Prestonpans in East Lothian was the first battle of the Jacobite Rebellion in 1745.
When the forces of Bonnie Prince Charlie saw off the troops of sitting king George.
And but for the crossroads of history there would now be a different Scottish king being crowned this weekend.
Although there are many who would say a plague on all their royal houses.
Which dynasty you supported, and would die for, and which religion was high up on the priority list of The Covenanters nearly 100 years before.
Hills and thrills



And you’ll see their sacrifice for yourself above the Flotterstone Inn in the Pentland Hills near Edinburgh on the Covenanters Walk.
A bit of background here, the Covenanters were a movement of radical Protestants who did not like the direction the kings of the time were following and signed up to challenge that in the Covenant in Greyfriars Kirk, Edinburgh.
Of course, they did their fighting in the pulpit and places like the Pentlands, up in the hills.
Making a Covenant with nature



Where one John Carphin fought at Rullion Green, Collinton, was wounded and sheltered in a former shepherd’s cottage at nearby Blackhill.

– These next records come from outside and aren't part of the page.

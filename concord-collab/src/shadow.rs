//! Shadow document: per-session state paired 1:1 with a host document.

use std::sync::atomic::{AtomicBool, AtomicU64, Ordering};
use std::sync::{Arc, Mutex, MutexGuard, PoisonError};

use uuid::Uuid;

use crate::client::ChangeClient;
use crate::queue::{ActionQueue, CycleOutcome};
use crate::realised::RealisedChangeTable;

#[derive(Debug, Clone, PartialEq, Eq)]
pub struct User {
    pub name: String,
}

impl User {
    pub fn new(name: impl Into<String>) -> Self {
        Self { name: name.into() }
    }
}

#[derive(Debug, Clone)]
pub struct Users {
    current: User,
}

impl Users {
    pub fn current_user(&self) -> &User {
        &self.current
    }
}

/// Called each time the queue drains to empty.
pub type CompletionHook = Arc<dyn Fn(&ShadowDocument) + Send + Sync>;

pub struct ShadowDocument {
    id: Uuid,
    users: Users,
    queue: ActionQueue,
    realised: Mutex<RealisedChangeTable>,
    busy: AtomicBool,
    client: Mutex<Option<Arc<ChangeClient>>>,
    disposed: AtomicBool,
    completed_queues: AtomicU64,
    on_completed: Mutex<Option<CompletionHook>>,
}

impl ShadowDocument {
    pub fn new(current_user: User) -> Self {
        Self {
            id: Uuid::new_v4(),
            users: Users { current: current_user },
            queue: ActionQueue::new(),
            realised: Mutex::new(RealisedChangeTable::new()),
            busy: AtomicBool::new(false),
            client: Mutex::new(None),
            disposed: AtomicBool::new(false),
            completed_queues: AtomicU64::new(0),
            on_completed: Mutex::new(None),
        }
    }

    pub fn id(&self) -> Uuid {
        self.id
    }

    pub fn users(&self) -> &Users {
        &self.users
    }

    /// Name of the user driving this session.
    pub fn user_name(&self) -> &str {
        &self.users.current.name
    }

    pub fn queue(&self) -> &ActionQueue {
        &self.queue
    }

    pub fn realised(&self) -> MutexGuard<'_, RealisedChangeTable> {
        self.realised.lock().unwrap_or_else(PoisonError::into_inner)
    }

    /// Run one queued action; fires the completion hook when the queue drains.
    pub fn run_next_action(&self) -> CycleOutcome {
        let outcome = self.queue.run_next_action(self);
        if outcome == CycleOutcome::Completed {
            self.queue_completed();
        }
        outcome
    }

    pub fn force_cycle_queue(&self) -> usize {
        let ran = self.queue.force_cycle_queue(self);
        if ran > 0 {
            self.queue_completed();
        }
        ran
    }

    /// Install the hook run after every queue completion.
    pub fn on_queue_completed(&self, hook: impl Fn(&ShadowDocument) + Send + Sync + 'static) {
        let hook: CompletionHook = Arc::new(hook);
        *self.hook_slot() = Some(hook);
    }

    fn hook_slot(&self) -> MutexGuard<'_, Option<CompletionHook>> {
        self.on_completed.lock().unwrap_or_else(PoisonError::into_inner)
    }

    fn queue_completed(&self) {
        self.completed_queues.fetch_add(1, Ordering::Relaxed);
        // Cloned out so the hook runs without the slot locked.
        let hook = self.hook_slot().clone();
        if let Some(hook) = hook {
            hook(self);
        }
    }

    /// Times the queue has drained to empty.
    pub fn completed_queues(&self) -> u64 {
        self.completed_queues.load(Ordering::Relaxed)
    }

    /// True while a received change is being applied to the host document.
    pub fn is_busy(&self) -> bool {
        self.busy.load(Ordering::Acquire)
    }

    /// Mark the document busy until the guard drops.
    pub fn busy_guard(&self) -> BusyGuard<'_> {
        let previous = self.busy.swap(true, Ordering::AcqRel);
        BusyGuard {
            flag: &self.busy,
            previous,
        }
    }

    fn client_slot(&self) -> MutexGuard<'_, Option<Arc<ChangeClient>>> {
        self.client.lock().unwrap_or_else(PoisonError::into_inner)
    }

    pub fn attach_client(&self, client: Arc<ChangeClient>) {
        *self.client_slot() = Some(client);
    }

    pub fn client(&self) -> Option<Arc<ChangeClient>> {
        self.client_slot().clone()
    }

    pub fn take_client(&self) -> Option<Arc<ChangeClient>> {
        self.client_slot().take()
    }

    pub fn is_disposed(&self) -> bool {
        self.disposed.load(Ordering::Acquire)
    }

    /// Release internal resources. The document accepts no work afterwards.
    pub fn dispose(&self) {
        if self.disposed.swap(true, Ordering::AcqRel) {
            return;
        }
        let dropped = self.queue.clear();
        if dropped > 0 {
            log::warn!("Dropped {dropped} pending actions disposing {}", self.id);
        }
        self.realised().clear();
        self.client_slot().take();
        self.hook_slot().take();
    }
}

impl std::fmt::Debug for ShadowDocument {
    fn fmt(&self, f: &mut std::fmt::Formatter<'_>) -> std::fmt::Result {
        f.debug_struct("ShadowDocument")
            .field("id", &self.id)
            .field("user", &self.users.current.name)
            .field("pending", &self.queue.len())
            .field("disposed", &self.is_disposed())
            .finish()
    }
}

/// Restores the busy flag to its prior value on drop.
pub struct BusyGuard<'a> {
    flag: &'a AtomicBool,
    previous: bool,
}

impl Drop for BusyGuard<'_> {
    fn drop(&mut self) {
        self.flag.store(self.previous, Ordering::Release);
    }
}

#[cfg(test)]
mod tests {
    use super::*;
    use crate::queue::IdleAction;
    use uuid::Uuid;

    #[test]
    fn test_current_user() {
        let doc = ShadowDocument::new(User::new("alice"));
        assert_eq!(doc.users().current_user().name, "alice");
        assert_eq!(doc.user_name(), "alice");
    }

    #[test]
    fn test_busy_guard_nests() {
        let doc = ShadowDocument::new(User::new("alice"));
        assert!(!doc.is_busy());
        {
            let _outer = doc.busy_guard();
            {
                let _inner = doc.busy_guard();
                assert!(doc.is_busy());
            }
            assert!(doc.is_busy());
        }
        assert!(!doc.is_busy());
    }

    #[test]
    fn test_completion_counter() {
        let doc = ShadowDocument::new(User::new("alice"));
        doc.queue().add_action(IdleAction::new("noop", |_| Ok(())));
        doc.queue().add_action(IdleAction::new("noop", |_| Ok(())));

        assert_eq!(doc.run_next_action(), CycleOutcome::Ran);
        assert_eq!(doc.completed_queues(), 0);
        assert_eq!(doc.run_next_action(), CycleOutcome::Completed);
        assert_eq!(doc.completed_queues(), 1);
    }

    #[test]
    fn test_completion_hook_runs_on_every_drain() {
        let doc = ShadowDocument::new(User::new("alice"));
        let seen = Arc::new(AtomicU64::new(0));
        let counter = seen.clone();
        doc.on_queue_completed(move |_| {
            counter.fetch_add(1, Ordering::Relaxed);
        });

        doc.queue().add_action(IdleAction::new("noop", |_| Ok(())));
        doc.queue().add_action(IdleAction::new("noop", |_| Ok(())));
        assert_eq!(doc.force_cycle_queue(), 2);
        assert_eq!(seen.load(Ordering::Relaxed), 1);

        doc.queue().add_action(IdleAction::new("noop", |_| Ok(())));
        assert_eq!(doc.run_next_action(), CycleOutcome::Completed);
        assert_eq!(seen.load(Ordering::Relaxed), 2);

        // Nothing ran, nothing completed.
        doc.force_cycle_queue();
        assert_eq!(seen.load(Ordering::Relaxed), 2);
    }

    #[test]
    fn test_dispose_clears_state() {
        let doc = ShadowDocument::new(User::new("alice"));
        doc.realised().add_pair(Uuid::new_v4(), Uuid::new_v4());
        doc.queue().add_action(IdleAction::new("noop", |_| Ok(())));

        doc.dispose();

        assert!(doc.is_disposed());
        assert!(doc.realised().is_empty());
        assert!(doc.queue().is_empty());
        // Idempotent.
        doc.dispose();
    }
}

Shepherd Adam Sanderson carried his body to Black Hill at NT 0789 5219 for your map fans.
There the distant hill of Cairn Table, a little south of Muirkirk, is visible, and most importantly that meant the Ayrshire Hills, his home county.
And here was you thinking that a walk in the hills was just a way of getting exercise and getting out from your Scary One’s feet.
Well, it’s not, so we’ll be getting a walk on for National Walking Month.
Yes, we’ll get back to doing the pilgrimages we love, on the Camino and the Francigena and also in the Pyrenees, Tenerife and Tirol and the Swiss Alps.
But also on our doorstep, the John Muir Way, the Pentlands, and when in Ireland in our beloved Dublin Mountains and Wicklow Way.